Artur Dubrawski, Carnegie Mellon University
Automatic Text Summarization of BioSignals
Automated translation of data to textual narratives is commonly referred to in literature as data-to-text generation. Here, data refers to an entity that is not exclusively linguistic (eg: graphs, tables, knowledge bases). While most existing data-to-text approaches deal with tabular data and graphs, few approaches have focused on textual summaries of time-series data (Time-Series Captioning, or Time-Series Summarization). This has largely been due to the lack of paired time-series and text data. Biosignal time-series summarization has been studied in EEG-to-text and ECG-to-text. Prior work advocates for a human-in-the-loop system to generate the text summaries, stating that automated reports are too erroneous. While we note the merit in human-guided text generation, our proposed method requires far less effort from the associated medical professional. Another overarching limitation observed in all data-to-text generation methods is their evaluation metrics. Almost all methods report standard text generation metrics like BLEU and BERTScore that are simply inadequate in evaluating correctness in domains like healthcare. While many methods perform expert (human) evaluation, we note that there are no standard guidelines on how to evaluate medical text reports. Our proposed method addresses all these limitations.
Giulia Fanti, Carnegie Mellon University
Privacy-preserving synthetic data from federated clients
Synthetic data refers to randomized data that is drawn from the same (or a similar) distribution to an underlying ground truth dataset. In recent years, synthetic data has become remarkably high-quality, due to the growing successes of deep generative models. However, synthetic data from deep generative models is typically trained over centralized datasets. In practice, one important use case for synthetic data is to understand data patterns at distributed clients (e.g., in a federated learning (FL) setting). Our goal in this project is to design a method for generating synthetic data at a central server, from the data of many distributed, privacy-conscious clients. We propose to achieve this by first computing a privacy-preserving estimate of the mean and covariance of client embeddings, under a pre-trained embedder, as described in our upcoming paper at the TrustML Workshop at ICLR 2023. Then, we aim to generate synthetic data at the server side that matches the privately-estimated embedding distribution of the client data, by decoding a private embedding into a full sentence. In doing so, we wish to explore whether federated client fine-tuning can be eliminated in some cases, in favor of fine-tuning on privately-generated synthetic datasets. Our proposed pipeline will require fine-tuning (or possibly retraining) standard large language models, such as BERT or T5 on benchmark datasets.
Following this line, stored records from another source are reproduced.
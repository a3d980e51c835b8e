//! Conversion bridge contract - entry points.
//!
//! The implementation is modularized into:
//! - `execute/` - Execute message handlers
//! - `query` - Query message handlers

use cosmwasm_std::{
    entry_point, to_json_binary, Binary, Deps, DepsMut, Env, MessageInfo, Reply, Response,
    StdError, StdResult, SubMsgResult, Uint128,
};
use cw2::set_contract_version;

use crate::error::ContractError;
use crate::execute::{
    execute_accept_ownership, execute_cancel_owner_proposal, execute_convert_in,
    execute_convert_out, execute_decrease_liquidity, execute_increase_liquidity,
    execute_propose_owner, execute_update_authorizer, execute_update_limits, validate_limits,
    REPLY_CREDIT, REPLY_DEBIT,
};
use crate::msg::{ExecuteMsg, InstantiateMsg, MigrateMsg, QueryMsg};
use crate::query::{
    query_authorizer, query_balance, query_config, query_conversion_digest, query_limits,
    query_liquidity, query_message_used, query_pending_owner, query_stats,
};
use crate::state::{Config, Stats, CONFIG, CONTRACT_NAME, CONTRACT_VERSION, INTERNAL_LIQUIDITY, STATS};
use crate::verify::{identity_to_hex, parse_authorizer};

// ============================================================================
// Instantiate
// ============================================================================

#[cfg_attr(not(feature = "library"), entry_point)]
pub fn instantiate(
    deps: DepsMut,
    _env: Env,
    _info: MessageInfo,
    msg: InstantiateMsg,
) -> Result<Response, ContractError> {
    set_contract_version(deps.storage, CONTRACT_NAME, CONTRACT_VERSION)?;

    let owner = deps.api.addr_validate(&msg.owner)?;
    let token = deps.api.addr_validate(&msg.token)?;

    // Same rules as the corresponding update operations
    let authorizer = identity_to_hex(&parse_authorizer(&msg.authorizer)?);
    validate_limits(msg.min_amount, msg.max_amount)?;

    let config = Config {
        owner,
        token,
        authorizer,
        min_amount: msg.min_amount,
        max_amount: msg.max_amount,
    };
    CONFIG.save(deps.storage, &config)?;

    INTERNAL_LIQUIDITY.save(deps.storage, &Uint128::zero())?;
    STATS.save(
        deps.storage,
        &Stats {
            total_conversions_out: 0,
            total_conversions_in: 0,
        },
    )?;

    Ok(Response::new()
        .add_attribute("method", "instantiate")
        .add_attribute("owner", config.owner)
        .add_attribute("token", config.token)
        .add_attribute("authorizer", config.authorizer)
        .add_attribute("min_amount", config.min_amount.to_string())
        .add_attribute("max_amount", config.max_amount.to_string()))
}

// ============================================================================
// Execute
// ============================================================================

#[cfg_attr(not(feature = "library"), entry_point)]
pub fn execute(
    deps: DepsMut,
    env: Env,
    info: MessageInfo,
    msg: ExecuteMsg,
) -> Result<Response, ContractError> {
    match msg {
        // Conversions
        ExecuteMsg::ConvertOut {
            amount,
            conversion_id,
            signature,
        } => execute_convert_out(deps, env, info, amount, conversion_id, signature),
        ExecuteMsg::ConvertIn {
            recipient,
            amount,
            conversion_id,
            signature,
        } => execute_convert_in(deps, env, info, recipient, amount, conversion_id, signature),

        // Liquidity management
        ExecuteMsg::IncreaseLiquidity { amount } => {
            execute_increase_liquidity(deps, env, info, amount)
        }
        ExecuteMsg::DecreaseLiquidity { amount } => {
            execute_decrease_liquidity(deps, env, info, amount)
        }

        // Configuration
        ExecuteMsg::UpdateAuthorizer { authorizer } => {
            execute_update_authorizer(deps, info, authorizer)
        }
        ExecuteMsg::UpdateLimits {
            min_amount,
            max_amount,
        } => execute_update_limits(deps, info, min_amount, max_amount),

        // Ownership
        ExecuteMsg::ProposeOwner { new_owner } => execute_propose_owner(deps, info, new_owner),
        ExecuteMsg::AcceptOwnership {} => execute_accept_ownership(deps, info),
        ExecuteMsg::CancelOwnerProposal {} => execute_cancel_owner_proposal(deps, info),
    }
}

// ============================================================================
// Reply
// ============================================================================

/// Value-transfer submessages are dispatched with `reply_on_error`. A failed
/// transfer lands here and is rejected as `TransferFailed`, which aborts the
/// whole call - the used-digest insert and any liquidity counter change are
/// rolled back with it.
#[cfg_attr(not(feature = "library"), entry_point)]
pub fn reply(_deps: DepsMut, _env: Env, msg: Reply) -> Result<Response, ContractError> {
    match msg.id {
        REPLY_DEBIT | REPLY_CREDIT => match msg.result {
            SubMsgResult::Err(reason) => Err(ContractError::TransferFailed { reason }),
            // reply_on_error never delivers a success
            SubMsgResult::Ok(_) => Ok(Response::new()),
        },
        id => Err(ContractError::Std(StdError::generic_err(format!(
            "unknown reply id: {id}"
        )))),
    }
}

// ============================================================================
// Query
// ============================================================================

#[cfg_attr(not(feature = "library"), entry_point)]
pub fn query(deps: Deps, env: Env, msg: QueryMsg) -> StdResult<Binary> {
    match msg {
        QueryMsg::Config {} => to_json_binary(&query_config(deps)?),
        QueryMsg::Authorizer {} => to_json_binary(&query_authorizer(deps)?),
        QueryMsg::Limits {} => to_json_binary(&query_limits(deps)?),
        QueryMsg::Balance {} => to_json_binary(&query_balance(deps, env)?),
        QueryMsg::Liquidity {} => to_json_binary(&query_liquidity(deps)?),
        QueryMsg::Stats {} => to_json_binary(&query_stats(deps)?),
        QueryMsg::MessageUsed { digest } => to_json_binary(&query_message_used(deps, digest)?),
        QueryMsg::PendingOwner {} => to_json_binary(&query_pending_owner(deps)?),
        QueryMsg::ConversionDigest {
            direction,
            amount,
            caller,
            conversion_id,
        } => to_json_binary(&query_conversion_digest(
            env,
            direction,
            amount,
            caller,
            conversion_id,
        )?),
    }
}

// ============================================================================
// Migrate
// ============================================================================

#[cfg_attr(not(feature = "library"), entry_point)]
pub fn migrate(deps: DepsMut, _env: Env, _msg: MigrateMsg) -> Result<Response, ContractError> {
    set_contract_version(deps.storage, CONTRACT_NAME, CONTRACT_VERSION)?;

    Ok(Response::new()
        .add_attribute("method", "migrate")
        .add_attribute("version", CONTRACT_VERSION))
}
Yunhe Feng, University of North Texas
Accessing Social Impacts of Emerging Deep Generative Models through Public Big Data
Deep generative models have been becoming one of the most controversial artificial intelligence techniques in academia and industry in recent years due to their abuse usage and unexpected societal impacts. DeepFake, one of the deep generative models that can be used to create synthetic images and videos about people, has played a significant role in fake news, misinformation, blackmail, and pornography, causing a lot of information chaos on the Internet. Because of these unpredicted risks and potential biases, state-of-the-art text-to-image generative models (e.g., OpenAI’s Dalle 2 and Google’s Imagen and Parti) have been announced, but they are not accessible to the public. However, independent researchers replicated these announced text-to-image generative models by adopting the published underlying training approaches. They also open sourced their pre-trained models and provided online trial services, making them available to everyone. Although the models replicated by independent researchers are not as powerful as the authentic ones due to smaller training datasets and limited GPU resources, people enjoy playing them and sharing their findings online. For example, in June 2022, around 50,000 images were generated by online Dalle Mini (a replication of OpenAI’s Dall-E) service per day, and Dalle Mini went viral on social media. In this proposal, we use social media as a lens to investigate and estimate the potential amplified biases, potential anti-society risks, and negative societal impacts and threats of the unreleased generative models by conducting a systematic analysis of the numerous public postings from multiple social media platforms including Twitter and Reddit. More specifically, we will collect a sizeable multi-modal dataset containing the generated images and text used for image generation from social networks. Then, we will load and fine tune the pre-trained image object detection models and large language models (LLM) to detect the offensive elements in these generative images and study the relationship between the input text and the output images. Thus, we will gain a deep understanding of how ordinary people use these powerful generative models and what potential negative impacts the models may bring. We think the WSE storage and GPU computing resources will significantly facilitate our research for the collected data storage and deep learning model training.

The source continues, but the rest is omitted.